### Task prompt
Select from the records below every line that has the word "MockProvider" in it.

[Collected data]
* * *
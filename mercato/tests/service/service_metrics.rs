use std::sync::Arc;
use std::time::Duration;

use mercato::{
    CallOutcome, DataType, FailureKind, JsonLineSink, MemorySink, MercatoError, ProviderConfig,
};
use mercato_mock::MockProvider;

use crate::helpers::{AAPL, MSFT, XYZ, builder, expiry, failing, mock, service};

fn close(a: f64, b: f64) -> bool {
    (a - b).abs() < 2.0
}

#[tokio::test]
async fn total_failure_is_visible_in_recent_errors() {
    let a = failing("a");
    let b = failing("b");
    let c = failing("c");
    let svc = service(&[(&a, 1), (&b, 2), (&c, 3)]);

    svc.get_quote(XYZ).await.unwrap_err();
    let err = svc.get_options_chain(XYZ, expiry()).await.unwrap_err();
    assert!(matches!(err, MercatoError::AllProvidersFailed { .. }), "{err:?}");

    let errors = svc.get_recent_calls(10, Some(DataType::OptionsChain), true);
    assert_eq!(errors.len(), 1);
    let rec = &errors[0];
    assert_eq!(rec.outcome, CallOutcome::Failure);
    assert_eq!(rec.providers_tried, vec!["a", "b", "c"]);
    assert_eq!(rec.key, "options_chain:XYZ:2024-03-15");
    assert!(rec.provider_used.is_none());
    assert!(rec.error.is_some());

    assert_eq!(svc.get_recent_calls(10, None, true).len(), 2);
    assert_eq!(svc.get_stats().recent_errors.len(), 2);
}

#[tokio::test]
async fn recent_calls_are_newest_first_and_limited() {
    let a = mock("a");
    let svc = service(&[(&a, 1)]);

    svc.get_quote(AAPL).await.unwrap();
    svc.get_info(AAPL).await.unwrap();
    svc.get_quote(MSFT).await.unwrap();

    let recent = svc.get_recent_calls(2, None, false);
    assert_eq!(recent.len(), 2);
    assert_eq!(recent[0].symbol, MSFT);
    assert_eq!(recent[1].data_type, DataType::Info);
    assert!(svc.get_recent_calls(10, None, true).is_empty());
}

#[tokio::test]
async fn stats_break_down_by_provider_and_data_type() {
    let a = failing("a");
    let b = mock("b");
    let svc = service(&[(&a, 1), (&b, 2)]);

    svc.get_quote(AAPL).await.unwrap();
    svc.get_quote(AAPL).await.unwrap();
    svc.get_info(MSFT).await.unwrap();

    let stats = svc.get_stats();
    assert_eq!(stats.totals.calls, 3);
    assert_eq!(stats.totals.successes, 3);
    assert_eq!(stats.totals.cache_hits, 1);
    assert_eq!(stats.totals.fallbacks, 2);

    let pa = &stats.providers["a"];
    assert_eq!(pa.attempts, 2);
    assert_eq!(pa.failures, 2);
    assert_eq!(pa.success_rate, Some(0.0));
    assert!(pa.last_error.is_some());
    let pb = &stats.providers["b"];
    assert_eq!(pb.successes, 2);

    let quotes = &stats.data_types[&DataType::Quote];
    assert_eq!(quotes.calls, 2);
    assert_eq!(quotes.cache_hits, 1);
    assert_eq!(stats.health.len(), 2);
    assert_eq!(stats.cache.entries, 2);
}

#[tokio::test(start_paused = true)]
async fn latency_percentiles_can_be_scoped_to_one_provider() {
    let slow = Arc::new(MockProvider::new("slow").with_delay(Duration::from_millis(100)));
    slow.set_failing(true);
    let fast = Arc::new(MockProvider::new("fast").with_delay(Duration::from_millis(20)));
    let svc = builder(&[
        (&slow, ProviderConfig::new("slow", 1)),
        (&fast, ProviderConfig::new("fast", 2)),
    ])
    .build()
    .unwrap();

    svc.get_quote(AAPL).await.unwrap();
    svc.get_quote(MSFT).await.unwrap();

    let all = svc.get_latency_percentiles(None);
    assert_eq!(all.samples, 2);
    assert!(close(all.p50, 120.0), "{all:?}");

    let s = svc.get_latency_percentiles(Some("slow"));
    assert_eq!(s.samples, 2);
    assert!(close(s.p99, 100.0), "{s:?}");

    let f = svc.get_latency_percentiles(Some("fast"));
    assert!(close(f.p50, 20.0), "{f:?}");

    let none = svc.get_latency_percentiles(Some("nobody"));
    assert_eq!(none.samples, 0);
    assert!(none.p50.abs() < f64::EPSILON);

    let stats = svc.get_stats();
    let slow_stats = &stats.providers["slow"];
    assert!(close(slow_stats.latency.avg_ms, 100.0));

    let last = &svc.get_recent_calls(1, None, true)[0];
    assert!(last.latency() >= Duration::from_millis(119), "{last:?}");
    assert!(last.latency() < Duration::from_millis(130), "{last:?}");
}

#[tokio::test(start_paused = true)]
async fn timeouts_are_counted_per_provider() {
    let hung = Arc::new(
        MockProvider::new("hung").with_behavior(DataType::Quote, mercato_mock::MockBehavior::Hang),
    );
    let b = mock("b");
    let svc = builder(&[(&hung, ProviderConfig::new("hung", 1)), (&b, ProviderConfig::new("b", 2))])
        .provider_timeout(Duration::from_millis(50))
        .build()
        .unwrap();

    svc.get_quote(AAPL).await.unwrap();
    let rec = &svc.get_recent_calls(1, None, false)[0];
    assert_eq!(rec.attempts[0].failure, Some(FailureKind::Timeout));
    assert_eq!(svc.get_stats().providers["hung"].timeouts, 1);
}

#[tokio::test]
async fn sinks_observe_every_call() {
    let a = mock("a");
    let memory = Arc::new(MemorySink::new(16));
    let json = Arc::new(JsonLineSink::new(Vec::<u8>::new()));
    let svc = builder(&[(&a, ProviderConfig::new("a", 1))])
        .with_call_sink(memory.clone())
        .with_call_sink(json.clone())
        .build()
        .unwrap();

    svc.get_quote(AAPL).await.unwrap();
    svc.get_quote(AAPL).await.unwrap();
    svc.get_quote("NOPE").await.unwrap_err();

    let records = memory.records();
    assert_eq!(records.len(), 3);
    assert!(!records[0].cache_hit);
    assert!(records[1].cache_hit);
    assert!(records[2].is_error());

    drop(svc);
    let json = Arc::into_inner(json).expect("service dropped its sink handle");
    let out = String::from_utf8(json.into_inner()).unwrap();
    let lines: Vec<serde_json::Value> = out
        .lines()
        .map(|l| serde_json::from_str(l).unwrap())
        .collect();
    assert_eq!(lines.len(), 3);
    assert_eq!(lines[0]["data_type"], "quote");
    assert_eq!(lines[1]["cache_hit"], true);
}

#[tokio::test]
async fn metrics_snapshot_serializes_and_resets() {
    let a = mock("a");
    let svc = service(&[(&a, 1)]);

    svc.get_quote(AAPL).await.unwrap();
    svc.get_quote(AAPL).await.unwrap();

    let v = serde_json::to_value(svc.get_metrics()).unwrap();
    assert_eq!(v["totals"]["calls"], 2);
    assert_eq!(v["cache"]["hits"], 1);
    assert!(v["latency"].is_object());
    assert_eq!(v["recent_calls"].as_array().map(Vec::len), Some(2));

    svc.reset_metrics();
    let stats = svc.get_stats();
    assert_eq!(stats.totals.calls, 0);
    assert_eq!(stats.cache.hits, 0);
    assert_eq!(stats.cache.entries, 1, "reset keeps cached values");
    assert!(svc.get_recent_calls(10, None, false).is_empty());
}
* * *
### Completed exercise
use mercato_mock::MockProvider;
    let slow = Arc::new(MockProvider::new("slow").with_delay(Duration::from_millis(100)));
    let fast = Arc::new(MockProvider::new("fast").with_delay(Duration::from_millis(20)));
        MockProvider::new("hung").with_behavior(DataType::Quote, mercato_mock::MockBehavior::Hang),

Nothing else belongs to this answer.